While the Cowboys title drought hasn’t hit three decades after Jerry Jones actually owns the team and we all know he certainly made up for the $150 million he invested in the team when he bought it back in 1989. Again, owning an NFL team overall is This leads to an increase in the filling of the pockets.

In this week Football morning in America Peter King asked Jerry Jones about the pending sale of the Broncos and told him that an appraiser said the Cowboys could go for roughly $8 to $8.5 billion. Jerry thinks it’s a little more than that.

Amazing, especially given that when Forbes It did its annual franchise review this year, and the Bronco ranked No. 10. So, if the Broncos are at number 10 and are worth $4.5 billion, what is the value of a cowboy rolling in dough? Forbes $6.5 billion. The smartest business consultant in NFL circles, Mark Gunness, told me he thinks Jones would make $8 billion, or $8.5 billion, if he tried to sell. When asked by Jones, he said:


In response to a question for clarification, he said, “More than 10 billion dollars.”
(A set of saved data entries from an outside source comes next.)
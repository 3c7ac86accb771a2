//! Network fan-out: TCP telemetry/command listeners and the WebSocket
//! server. Both transports broadcast the identical JSON payload; the host
//! thread drives broadcasts, server threads only accept and read.

pub mod frame;
pub mod tcp;
pub mod ws;

pub use tcp::{CommandServer, TelemetryServer, DEFAULT_COMMAND_PORT, DEFAULT_TELEMETRY_PORT};
pub use ws::{WebSocketServer, DEFAULT_WS_PORT};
“But let me make that very clear,” Jones said. “I will say it emphatically. I will never do it. I will never sell the cowboys. Never.”
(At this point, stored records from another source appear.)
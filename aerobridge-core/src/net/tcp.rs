//! TCP fan-out: the line-delimited JSON telemetry stream and the one-shot
//! command listener.
//!
//! Each listener gets one accept thread. Listeners and client sockets are
//! non-blocking throughout; the accept loops poll with a bounded sleep so a
//! shutdown flag is observed within well under a second. Broadcasting runs
//! on the host thread and never blocks: a client that cannot keep up simply
//! misses frames, and fatal socket errors evict the client.

use crate::command::CommandQueue;
use anyhow::{Context, Result};
use parking_lot::Mutex;
use socket2::SockRef;
use std::io::{ErrorKind, Read, Write};
use std::net::{Shutdown, TcpListener, TcpStream};
use std::sync::atomic::{AtomicBool, Ordering};
use std::sync::Arc;
use std::thread::JoinHandle;
use std::time::Duration;
use tracing::{debug, info, warn};

/// Default telemetry port.
pub const DEFAULT_TELEMETRY_PORT: u16 = 12345;
/// Default command port.
pub const DEFAULT_COMMAND_PORT: u16 = 12346;

/// Accept-loop poll interval; bounds shutdown latency.
const ACCEPT_POLL: Duration = Duration::from_millis(50);
/// Per-connection read timeout on the command port.
const COMMAND_READ_TIMEOUT: Duration = Duration::from_millis(200);
/// Largest accepted command payload.
const MAX_COMMAND_BYTES: usize = 64 * 1024;

fn configure_client(stream: &TcpStream) -> std::io::Result<()> {
    stream.set_nodelay(true)?;
    stream.set_nonblocking(true)?;
    SockRef::from(stream).set_keepalive(true)?;
    Ok(())
}

enum SendOutcome {
    Sent,
    Skipped,
    Dead,
}

/// Write one frame without blocking. Would-block skips the frame; a partial
/// write gets a single immediate retry for the remainder, then the rest of
/// the frame is abandoned (the next broadcast starts clean on a newline
/// boundary only for clients that accepted the full frame, which is why the
/// whole frame is retried-or-dropped rather than trickled).
fn send_frame(stream: &mut TcpStream, payload: &[u8]) -> SendOutcome {
    let mut written = 0;
    let mut retried = false;
    while written < payload.len() {
        match stream.write(&payload[written..]) {
            Ok(0) => return SendOutcome::Dead,
            Ok(n) => {
                written += n;
                if written < payload.len() {
                    if retried {
                        return SendOutcome::Skipped;
                    }
                    retried = true;
                }
            }
            Err(e) if e.kind() == ErrorKind::WouldBlock => return SendOutcome::Skipped,
            Err(e) if e.kind() == ErrorKind::Interrupted => continue,
            Err(_) => return SendOutcome::Dead,
        }
    }
    SendOutcome::Sent
}

/// The JSON telemetry broadcaster (default port 12345).
pub struct TelemetryServer {
    clients: Arc<Mutex<Vec<TcpStream>>>,
    running: Arc<AtomicBool>,
    accept_thread: Option<JoinHandle<()>>,
    local_port: u16,
}

impl TelemetryServer {
    /// Bind and start accepting. Pass port 0 to let the OS choose (tests).
    pub fn start(port: u16) -> Result<Self> {
        let listener = TcpListener::bind(("0.0.0.0", port))
            .with_context(|| format!("failed to bind telemetry port {port}"))?;
        let local_port = listener.local_addr()?.port();
        listener
            .set_nonblocking(true)
            .context("failed to make telemetry listener non-blocking")?;

        let clients = Arc::new(Mutex::new(Vec::new()));
        let running = Arc::new(AtomicBool::new(true));

        let accept_clients = clients.clone();
        let accept_running = running.clone();
        let accept_thread = std::thread::Builder::new()
            .name("bridge-telemetry-accept".into())
            .spawn(move || accept_loop(listener, accept_clients, accept_running))
            .context("failed to spawn telemetry accept thread")?;

        info!(port = local_port, "telemetry server listening");
        Ok(Self {
            clients,
            running,
            accept_thread: Some(accept_thread),
            local_port,
        })
    }

    pub fn local_port(&self) -> u16 {
        self.local_port
    }

    pub fn client_count(&self) -> usize {
        self.clients.lock().len()
    }

    /// Send one frame to every connected client. Runs on the host thread;
    /// sockets are non-blocking so this returns promptly regardless of
    /// client behavior.
    pub fn broadcast(&self, payload: &[u8]) {
        let mut local = std::mem::take(&mut *self.clients.lock());
        if local.is_empty() {
            return;
        }

        local.retain_mut(|stream| match send_frame(stream, payload) {
            SendOutcome::Sent | SendOutcome::Skipped => true,
            SendOutcome::Dead => {
                debug!("telemetry client dropped");
                let _ = stream.shutdown(Shutdown::Both);
                false
            }
        });

        // Clients accepted during the send joined the (empty) shared vec;
        // merge the survivors back in.
        self.clients.lock().append(&mut local);
    }

    /// Stop accepting, drop all clients, join the accept thread. Idempotent.
    pub fn stop(&mut self) {
        self.running.store(false, Ordering::Release);
        if let Some(handle) = self.accept_thread.take() {
            let _ = handle.join();
        }
        for stream in self.clients.lock().drain(..) {
            let _ = stream.shutdown(Shutdown::Both);
        }
    }
}

impl Drop for TelemetryServer {
    fn drop(&mut self) {
        self.stop();
    }
}

fn accept_loop(listener: TcpListener, clients: Arc<Mutex<Vec<TcpStream>>>, running: Arc<AtomicBool>) {
    while running.load(Ordering::Acquire) {
        match listener.accept() {
            Ok((stream, peer)) => {
                if let Err(e) = configure_client(&stream) {
                    warn!(%peer, error = %e, "failed to configure telemetry client");
                    continue;
                }
                debug!(%peer, "telemetry client connected");
                clients.lock().push(stream);
            }
            Err(e) if e.kind() == ErrorKind::WouldBlock => {
                std::thread::sleep(ACCEPT_POLL);
            }
            Err(e) => {
                warn!(error = %e, "telemetry accept failed");
                std::thread::sleep(ACCEPT_POLL);
            }
        }
    }
}

/// The one-shot command listener (default port 12346).
///
/// Protocol: a client connects, writes one JSON command, closes. The whole
/// received byte sequence is enqueued as a single command string; there is
/// no reply. Stateless on purpose so shell scripts can drive it.
pub struct CommandServer {
    running: Arc<AtomicBool>,
    accept_thread: Option<JoinHandle<()>>,
    local_port: u16,
}

impl CommandServer {
    pub fn start(port: u16, queue: CommandQueue) -> Result<Self> {
        let listener = TcpListener::bind(("0.0.0.0", port))
            .with_context(|| format!("failed to bind command port {port}"))?;
        let local_port = listener.local_addr()?.port();
        listener
            .set_nonblocking(true)
            .context("failed to make command listener non-blocking")?;

        let running = Arc::new(AtomicBool::new(true));
        let accept_running = running.clone();
        let accept_thread = std::thread::Builder::new()
            .name("bridge-command-accept".into())
            .spawn(move || command_loop(listener, queue, accept_running))
            .context("failed to spawn command accept thread")?;

        info!(port = local_port, "command server listening");
        Ok(Self {
            running,
            accept_thread: Some(accept_thread),
            local_port,
        })
    }

    pub fn local_port(&self) -> u16 {
        self.local_port
    }

    pub fn stop(&mut self) {
        self.running.store(false, Ordering::Release);
        if let Some(handle) = self.accept_thread.take() {
            let _ = handle.join();
        }
    }
}

impl Drop for CommandServer {
    fn drop(&mut self) {
        self.stop();
    }
}

fn command_loop(listener: TcpListener, queue: CommandQueue, running: Arc<AtomicBool>) {
    while running.load(Ordering::Acquire) {
        match listener.accept() {
            Ok((stream, peer)) => {
                match read_one_command(stream) {
                    Ok(raw) if !raw.is_empty() => {
                        debug!(%peer, bytes = raw.len(), "command received");
                        queue.push(raw);
                    }
                    Ok(_) => debug!(%peer, "empty command connection"),
                    Err(e) => debug!(%peer, error = %e, "command read failed"),
                }
            }
            Err(e) if e.kind() == ErrorKind::WouldBlock => {
                std::thread::sleep(ACCEPT_POLL);
            }
            Err(e) => {
                warn!(error = %e, "command accept failed");
                std::thread::sleep(ACCEPT_POLL);
            }
        }
    }
}

/// Read until EOF, the size cap, or the read timeout. One-shot clients
/// close immediately after writing, so this returns fast; the timeout keeps
/// a misbehaving client from stalling the accept thread.
fn read_one_command(stream: TcpStream) -> std::io::Result<String> {
    let mut stream = stream;
    stream.set_nonblocking(false)?;
    stream.set_read_timeout(Some(COMMAND_READ_TIMEOUT))?;

    let mut buf = Vec::with_capacity(1024);
    let mut chunk = [0u8; 4096];
    loop {
        match stream.read(&mut chunk) {
            Ok(0) => break,
            Ok(n) => {
                buf.extend_from_slice(&chunk[..n]);
                if buf.len() >= MAX_COMMAND_BYTES {
                    buf.truncate(MAX_COMMAND_BYTES);
                    break;
                }
            }
            Err(e) if e.kind() == ErrorKind::Interrupted => continue,
            Err(e)
                if e.kind() == ErrorKind::WouldBlock || e.kind() == ErrorKind::TimedOut =>
            {
                break;
            }
            Err(e) => return Err(e),
        }
    }
    Ok(String::from_utf8_lossy(&buf).into_owned())
}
That’s a ridiculous number but it’s not so ridiculous to consider that the Cowboys could set a massive record if they were sold. Jerry apparently made it clear that he would never sell the team, so whatever rating the team would have will ultimately be moot to some degree.

The Cowboys had a great deal of football success early in Jones’ tenure as owner, president and general manager, but most of his tenure now appears to have featured the Cowboys as the center of attention without any hardware to display.
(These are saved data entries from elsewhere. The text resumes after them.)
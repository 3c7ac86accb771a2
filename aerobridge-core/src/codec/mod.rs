//! Simulator message codec.
//!
//! The host delivers telemetry as a packed little-endian byte stream and
//! accepts commands in the same encoding. Each message is identified by the
//! 64-bit hash of its dotted variable name; the registry maps hashes back to
//! logical indices.

pub mod hash;
pub mod types;
pub mod wire;

pub use hash::message_hash;
pub use types::{DataType, MessageValue, Vector2, Vector3, Vector4};
pub use wire::{decode_message, encode_message, encode_stream, SimMessage};
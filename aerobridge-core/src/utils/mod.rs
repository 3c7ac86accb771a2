//! Shared utilities: logging setup and monotonic time.

pub mod clock;
pub mod logger;

pub use clock::{now_us, BroadcastThrottle};
pub use logger::init_logger;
This is by no means news, but another part of Jerry’s conversation with Peter King was about this idea. Jerry has indicated that he loves his team to be a part of the show and that he thinks fans enjoy the things associated with that like having the owner in the newspaper every now and then.

Jones thinks there’s another part of the story that’s hard to quantify. He just knows it exists. This is the fact that people want to have a favorite team, they want to follow the team’s creep, they want to get to know the players and know their strengths, weaknesses, victories and weaknesses.

For Jones, there is no such thing as bad cowboy coverage. Bad coverage makes cowboys human. It is positive that his fan base loves human beings.

“Let me tell you a story,” Jones said, pushing the topic. “A few years after I bought the team, I went out to Los Angeles to have lunch with David Hill and Ed Gorn from FOX. At the time, there was a lot of negative headlines about the Cowboys. Michael Irvin was in the headlines. People are saying, “The owner is out of his Law!” And I told them that day, “I’m cracking down on this privilege. We will control this team.

“And David Hale jumped. He said no! Don’t touch my boys! They’re gone TV! Don’t even think about it!”

Shortcomings, serials, issues. They create interest. Add in big bowlCollection, Free Agency, Recruitment, Training Camp, we always have something. People follow us all year round. The owner every now and then enters the newspaper. It just adds to the interest, all of that. People love it.”

You’d be hard pressed to find a Dallas Cowboys fan who feels there is no such thing as bad team coverage. On the whole, cowboys have been in the news for very disturbing reasons at times, and these certainly count as instances of bad news.

Jerry is right that the shortcomings and the uninteresting, that’s how life goes. People love entertainment points because the rise and fall of things is interesting, but these approaches are best reserved for movies and TV.